TRAVEL あの町で。
心を解放する気仙沼線の景色。藤原季節さんの忘れられない車窓風景。June 30, 2025
&Premium140号(2025年8月号)「心を整える、日本の旅」より、俳優・藤原季節さんが旅する中で出合った忘れられない列車と車窓風景を特別にwebサイトでも紹介します。
宮城ー気仙沼線

南三陸に向かう道中で出合った、心を開放させてくれるシンプルな景色。
電車に乗るのが、昔から好きです。東京から地元の北海道へ帰省するときも、あえて鈍行列車を選んで2日間かけてのんびりと旅をしたりします。東京を離れると、まず気づくのが車内から広告が消えること。それにつれて、自分の思考も自然とほどけていくような感覚があります。冬場だと、座席の下のヒーターが心地よくて、うとうとと眠りに落ちるのも気持ちいい。そのうち、本を読んだり、日記を書いたり、手紙をしたためたり、と心も体も少しずつデトックスされていく好きな時間です。

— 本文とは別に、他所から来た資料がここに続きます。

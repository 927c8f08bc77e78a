//! MFA service: wires the components around one store, clock and lock table

use std::sync::Arc;

use crate::backup::BackupCodeGenerator;
use crate::clock::{Clock, SystemClock};
use crate::codes::BackupCodeHasher;
use crate::config::MfaConfig;
use crate::context::MfaContext;
use crate::delivery::DeliveryChannel;
use crate::error::Result;
use crate::issuer::ChallengeIssuer;
use crate::locks::UserLocks;
use crate::registry::MethodRegistry;
use crate::store::MfaStore;
use crate::totp::{TotpProvider, TotpService};
use crate::types::MfaStatus;
use crate::verifier::{ChallengeVerifier, CodeChecker};

/// Entry point for multi-factor authentication
#[derive(Clone)]
pub struct MfaService {
    registry: MethodRegistry,
    issuer: ChallengeIssuer,
    verifier: ChallengeVerifier,
    backup_codes: BackupCodeGenerator,
    store: Arc<dyn MfaStore>,
}

impl MfaService {
    /// Create a service using the wall clock and `totp-rs`
    pub fn new(
        config: MfaConfig,
        store: Arc<dyn MfaStore>,
        channel: Arc<dyn DeliveryChannel>,
    ) -> Result<Self> {
        let totp = Arc::new(TotpService::with_config(config.totp.clone()));
        Self::with_components(config, store, channel, totp, Arc::new(SystemClock))
    }

    /// Create a service with every collaborator injected
    pub fn with_components(
        config: MfaConfig,
        store: Arc<dyn MfaStore>,
        channel: Arc<dyn DeliveryChannel>,
        totp: Arc<dyn TotpProvider>,
        clock: Arc<dyn Clock>,
    ) -> Result<Self> {
        config.validate()?;

        let hasher = BackupCodeHasher::new(&config.backup_codes)?;
        let checker = CodeChecker {
            totp,
            hasher: hasher.clone(),
            backup_length: config.backup_codes.length,
        };
        let ctx = MfaContext {
            store: Arc::clone(&store),
            clock,
            locks: Arc::new(UserLocks::new()),
            config: Arc::new(config),
        };

        Ok(Self {
            registry: MethodRegistry::new(ctx.clone(), checker.clone(), Arc::clone(&channel)),
            issuer: ChallengeIssuer::new(ctx.clone(), channel),
            verifier: ChallengeVerifier::new(ctx.clone(), checker),
            backup_codes: BackupCodeGenerator::new(ctx, hasher),
            store,
        })
    }

    pub fn registry(&self) -> &MethodRegistry {
        &self.registry
    }

    pub fn issuer(&self) -> &ChallengeIssuer {
        &self.issuer
    }

    pub fn verifier(&self) -> &ChallengeVerifier {
        &self.verifier
    }

    pub fn backup_codes(&self) -> &BackupCodeGenerator {
        &self.backup_codes
    }

    /// Get MFA status for a user
    pub async fn status(&self, user_id: &str) -> Result<MfaStatus> {
        let methods = self.store.list_methods(user_id).await?;
        Ok(MfaStatus::from_methods(&methods))
    }

    /// Whether the user has a verified second factor
    pub async fn is_enabled(&self, user_id: &str) -> Result<bool> {
        Ok(self.status(user_id).await?.is_enabled)
    }
}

気仙沼線に乗ったのも、車内の暖かな12月のこと。当時演じていた役のモデルとなった人物が南三陸の出身だったので、衣装を着て南三陸を目指しました。夜行バスで東京から仙台まで向かい、そこから電車を乗り継ぐ旅。頭をからっぽにして気仙沼線の車窓を眺めていると、ふと視界が大きく開けた瞬間がありました。そのとき、宮沢賢治の詩「青森挽歌」のなかにある、「りんごのなかをはしつてゐる」という一節が頭に浮かんだんです。何もない、ただ空と田んぼが広がる風景。その間を電車が走っている。このまま飛んでいくんじゃないかな、銀河鉄道みたいだなって思いました。シンプルな風景だけど、今も心に残っています。旅の途中で偶然出合う、何でもないけれど忘れがたい風景。そんな瞬間が心を開放させてくれるから、電車の旅が好きなのかもしれません。
気仙沼線
宮城県の前谷地駅から柳津駅までを結ぶJR東日本の路線。全列車が各駅停車で、1両編成のワンマン運転となっている。鉄道と並行して、BRT(バス高速運輸システム)も運行。

藤原季節 Kisetsu Fujiwara俳優
1993年生まれ。北海道出身。現在、Netflixにて『阿修羅のごとく』が配信中。近作にNHK特集ドラマ『まぐだら屋のマリア』など。著書に『めぐるきせつ』(ワニブックス)がある。